God is with me and for me right now.

Satan does NOT have your soul. He never did. You belong to God. Once you accept Jesus as your personal savior, you have secured your place in the Kingdom of God. Jesus said that once you belong to Him, nothing can snatch you from His hand.

You were bought and paid for by Christ. God sent Him here to do that for you because He loves you. There is NOTHING you have done or could ever do to make God love you any more or any less than He does right now. Because His love is perfect. Because God is love.

The Bible says "Fear Not!"
And that mask? Don't bother. You cannot hide from God. He sees everything. Besides, God looks at the heart, not the body or the face. From what I can tell by reading your blog and watching you grow with each post - your heart is good. Real good.

Remember Steve.....

God is with you and for you right now.

Sorry. I didn't mean to preach.
Thank you for sharing what is on your heart.

Blessings to you Steve.

Shannon said...

Steve... I see you, and am wrapping my arms around you and giving you a hug. YOU are OK, and it is ok to be and feel what you are feelings, and that is what you are doing. Keeping doing the next right thing and expect a miracle.

HUGS AND KISSES 2 U

Anonymous said...

Focus on what you want and Ignore the Rest.

I'm always so damn full of sayings - but they are actually usefull. O.K. so I blew my cork on here yesterday - it was way to judgemental of you when it's not you who is a problem.

You are not going to fail Steve, you're not failing now and you won't be failing Tomorrow either.

Focus on what you want and Ignore the rest.

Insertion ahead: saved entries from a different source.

use std::cell::RefCell;
use std::path::{Path, PathBuf};

use rusqlite::{Connection, Transaction, TransactionBehavior};

use crate::db::{delete_record, get_connection, get_record, init_db, set_record};
use crate::error::Result;
use crate::models::{normalize, Rule, RuleSet};
use crate::settings::{Backend, Settings};

/// Name of the persisted learning-rules record.
pub const RULES_STORAGE_KEY: &str = "finmon_learning_rules";

/// Durable home of the [`RuleSet`].
///
/// Reads never fail: a missing or corrupt record is an empty set. Writes
/// report failure through `Result` and are never retried.
pub trait RuleStore {
    fn load(&self) -> RuleSet;

    fn save(&self, rules: &RuleSet) -> Result<()>;

    fn clear(&self) -> Result<()>;

    /// Read-modify-write. `apply` returns whether it changed the set; the
    /// store only writes when it did. Returns whether a write happened.
    fn update(&self, apply: &mut dyn FnMut(&mut RuleSet) -> bool) -> Result<bool> {
        let mut rules = self.load();
        if !apply(&mut rules) {
            return Ok(false);
        }
        self.save(&rules)?;
        Ok(true)
    }
}

/// Parses a persisted record entry by entry. Entries that don't parse, or
/// normalize to an empty keyword or category, are dropped; duplicates of an
/// earlier `(keyword, category)` pair are dropped too.
pub(crate) fn decode(payload: &str) -> RuleSet {
    let entries = match serde_json::from_str::<Vec<serde_json::Value>>(payload) {
        Ok(entries) => entries,
        Err(e) => {
            tracing::warn!(error = %e, "learning rules record is corrupt; treating as empty");
            return RuleSet::new();
        }
    };

    let mut rules = RuleSet::new();
    for (index, entry) in entries.into_iter().enumerate() {
        let mut rule = match serde_json::from_value::<Rule>(entry) {
            Ok(rule) => rule,
            Err(e) => {
                tracing::warn!(index, error = %e, "dropping unreadable learned rule");
                continue;
            }
        };
        rule.keyword = normalize(&rule.keyword);
        rule.category = rule.category.trim().to_string();
        if rule.keyword.is_empty() || rule.category.is_empty() {
            tracing::warn!(index, "dropping learned rule with empty keyword or category");
            continue;
        }
        if rules.find(&rule.keyword, &rule.category).is_some() {
            tracing::debug!(index, keyword = %rule.keyword, "dropping duplicate learned rule");
            continue;
        }
        rules.push(rule);
    }
    rules
}

fn encode(rules: &RuleSet) -> Result<String> {
    Ok(serde_json::to_string(rules)?)
}

/// File holding the learned rules for the configured backend.
pub fn storage_path(settings: &Settings) -> PathBuf {
    let data_dir = PathBuf::from(&settings.data_dir);
    match settings.backend {
        Backend::Sqlite => data_dir.join("finmon.db"),
        Backend::Json => data_dir.join(format!("{RULES_STORAGE_KEY}.json")),
    }
}

/// Opens the store selected in settings, creating the data directory.
pub fn open(settings: &Settings) -> Result<Box<dyn RuleStore>> {
    std::fs::create_dir_all(&settings.data_dir)?;
    let path = storage_path(settings);
    let store: Box<dyn RuleStore> = match settings.backend {
        Backend::Sqlite => Box::new(SqliteStore::open(&path)?),
        Backend::Json => Box::new(JsonFileStore::new(path)),
    };
    Ok(store)
}

pub struct SqliteStore {
    conn: Connection,
}

impl SqliteStore {
    pub fn open(db_path: &Path) -> Result<Self> {
        Self::from_connection(get_connection(db_path)?)
    }

    pub fn from_connection(conn: Connection) -> Result<Self> {
        init_db(&conn)?;
        Ok(Self { conn })
    }

    fn read(conn: &Connection) -> RuleSet {
        match get_record(conn, RULES_STORAGE_KEY) {
            Ok(Some(payload)) => decode(&payload),
            Ok(None) => RuleSet::new(),
            Err(e) => {
                tracing::warn!(error = %e, "could not read learning rules");
                RuleSet::new()
            }
        }
    }
}

impl RuleStore for SqliteStore {
    fn load(&self) -> RuleSet {
        Self::read(&self.conn)
    }

    fn save(&self, rules: &RuleSet) -> Result<()> {
        set_record(&self.conn, RULES_STORAGE_KEY, &encode(rules)?)
    }

    fn clear(&self) -> Result<()> {
        delete_record(&self.conn, RULES_STORAGE_KEY)
    }

    fn update(&self, apply: &mut dyn FnMut(&mut RuleSet) -> bool) -> Result<bool> {
        // IMMEDIATE takes the write lock up front so two writers can't both
        // read the old record.
        let tx = Transaction::new_unchecked(&self.conn, TransactionBehavior::Immediate)?;
        // A record that can't be read must fail the write, not be replaced.
        let mut rules = match get_record(&tx, RULES_STORAGE_KEY)? {
            Some(payload) => decode(&payload),
            None => RuleSet::new(),
        };
        if !apply(&mut rules) {
            return Ok(false);
        }
        set_record(&tx, RULES_STORAGE_KEY, &encode(&rules)?)?;
        tx.commit()?;
        Ok(true)
    }
}

/// One JSON file per user. Saves go through a temp file and a rename.
pub struct JsonFileStore {
    path: PathBuf,
}

impl JsonFileStore {
    pub fn new(path: PathBuf) -> Self {
        Self { path }
    }
}

impl RuleStore for JsonFileStore {
    fn load(&self) -> RuleSet {
        match std::fs::read_to_string(&self.path) {
            Ok(payload) => decode(&payload),
            Err(e) if e.kind() == std::io::ErrorKind::NotFound => RuleSet::new(),
            Err(e) => {
                tracing::warn!(path = %self.path.display(), error = %e, "could not read learning rules");
                RuleSet::new()
            }
        }
    }

    fn save(&self, rules: &RuleSet) -> Result<()> {
        if let Some(dir) = self.path.parent() {
            std::fs::create_dir_all(dir)?;
        }
        let file_name = self
            .path
            .file_name()
            .map(|n| n.to_string_lossy().to_string())
            .unwrap_or_else(|| RULES_STORAGE_KEY.to_string());
        let tmp = self
            .path
            .with_file_name(format!(".{file_name}.{}.tmp", uuid::Uuid::new_v4().simple()));
        let written =
            std::fs::write(&tmp, encode(rules)?).and_then(|()| std::fs::rename(&tmp, &self.path));
        if let Err(e) = written {
            let _ = std::fs::remove_file(&tmp);
            return Err(e.into());
        }
        Ok(())
    }

    fn clear(&self) -> Result<()> {
        match std::fs::remove_file(&self.path) {
            Ok(()) => Ok(()),
            Err(e) if e.kind() == std::io::ErrorKind::NotFound => Ok(()),
            Err(e) => Err(e.into()),
        }
    }
}

/// Keeps the serialized record in memory. Single-threaded only.
#[derive(Debug, Default)]
pub struct MemoryStore {
    payload: RefCell<Option<String>>,
}

impl MemoryStore {
    pub fn new() -> Self {
        Self::default()
    }

    /// Seeds the store with a raw record, valid or not.
    pub fn with_payload(payload: &str) -> Self {
        Self {
            payload: RefCell::new(Some(payload.to_string())),
        }
    }

    pub fn payload(&self) -> Option<String> {
        self.payload.borrow().clone()
    }
}

impl RuleStore for MemoryStore {
    fn load(&self) -> RuleSet {
        self.payload
            .borrow()
            .as_deref()
            .map(decode)
            .unwrap_or_default()
    }

    fn save(&self, rules: &RuleSet) -> Result<()> {
        *self.payload.borrow_mut() = Some(encode(rules)?);
        Ok(())
    }

    fn clear(&self) -> Result<()> {
        *self.payload.borrow_mut() = None;
        Ok(())
    }
}
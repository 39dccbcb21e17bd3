pub mod clear;
pub mod context;
pub mod init;
pub mod predict;
pub mod rules;
pub mod status;
pub mod teach;

use clap::{Parser, Subcommand};

use finmon::context::ChatKind;
use finmon::error::Result;
use finmon::predictor::MatchPolicy;
use finmon::settings::{load_settings, Backend, Settings};
use finmon::store::{self, RuleStore};

/// Loads settings and opens the configured rule store.
pub(crate) fn open_store() -> Result<(Settings, Box<dyn RuleStore>)> {
    let settings = load_settings();
    let store = store::open(&settings)?;
    Ok((settings, store))
}

#[derive(Parser)]
#[command(name = "finmon", about = "Teach FinMon your spending categories.")]
pub struct Cli {
    /// Show debug logging on stderr.
    #[arg(short, long, global = true)]
    pub verbose: bool,

    #[command(subcommand)]
    pub command: Commands,
}

#[derive(Subcommand)]
pub enum Commands {
    /// Choose a data directory and storage backend.
    Init {
        /// Path for FinMon data (default: ~/Documents/finmon)
        #[arg(long = "data-dir")]
        data_dir: Option<String>,
        /// Where learned rules are stored
        #[arg(long, value_enum)]
        backend: Option<Backend>,
    },
    /// Teach the correct category for a transaction description.
    Teach {
        /// Transaction description, e.g. 'SQ *STARBUCKS'
        description: String,
        /// Correct category
        #[arg(long)]
        category: String,
        /// Why this category is right
        #[arg(long, default_value = "")]
        note: String,
    },
    /// Predict a category from learned rules.
    Predict {
        /// Transaction description
        description: String,
        /// Show which rule matched
        #[arg(long)]
        explain: bool,
        /// Tie-break between matching rules (default: from settings)
        #[arg(long, value_enum)]
        policy: Option<MatchPolicy>,
    },
    /// Inspect and move learned rules.
    Rules {
        #[command(subcommand)]
        command: RulesCommands,
    },
    /// Forget every learned rule.
    Clear,
    /// Print the learned-rule context sent to the chat assistant.
    Context {
        /// Wrap the context in a full chat request for this message
        #[arg(long)]
        message: Option<String>,
        /// Chat persona the request is addressed to
        #[arg(long, value_enum, default_value = "professor")]
        kind: ChatKind,
        /// Only include the N most recently taught rules
        #[arg(long)]
        limit: Option<usize>,
    },
    /// Show settings and rule count.
    Status,
}

#[derive(Subcommand)]
pub enum RulesCommands {
    /// List learned rules, oldest first.
    List,
    /// Write learned rules as JSON.
    Export {
        /// Output file (default: stdout)
        #[arg(long)]
        output: Option<String>,
    },
    /// Teach every rule from an exported JSON file.
    Import {
        /// Path to a JSON export
        file: String,
    },
}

Think about that one for awhile and tell me what you think....

Nay said...

((((((((((((((((HUGS))))))))))))))

heiresschild said...

hi steve,

thank you for your kind, encouraging, and inspiring words on my blog earlier tonite. they brought tears to my eyes. God always knows how to encourage my heart, and He used you tonite to do that.

God has put us all here in each other's paths, and we gain strength from one another. in the Bible, David encouraged himself in the Lord, and sometimes, that's just what we have to do--encourage ourselves in the Word of God. Jesus loves you so much, and He cares about you. everything you do, every thought you think, the way you feel--Jesus knows and cares. He's already forgiven you, now you just have to forgive yourself.

again, thank you for your kind words, and may the peace of God reign richly in every part of you.

peace & blessings,
sylvia

Anonymous said...

Steve it is often hard to see our own progress or to accept that we are o.k. in our process. It IS a process, Steve, and a LONG one at that. You sponsor is telling you to yes, LISTEN, but the part about the cotton in the mouth means to be quiet and listen. There is a huge difference when we are also QUIET and LISTEN. I have to say that I don't like that cotton cliche at all -- but the sentiment behind it is very useful.
You are doing well, Steve. Keep coming back, my man.
Peace,
Scout

Sober Steve said...

Thanks you all so much for you prayers and support. I am growing, and moving forward. I need to have faith that I'm moving in the right direction. I need to have faith in myself and God.

Love ya
Steve

Shadow said...

hey! that was great to read. you're out there finding yourself all right. keep on doing it!!!!!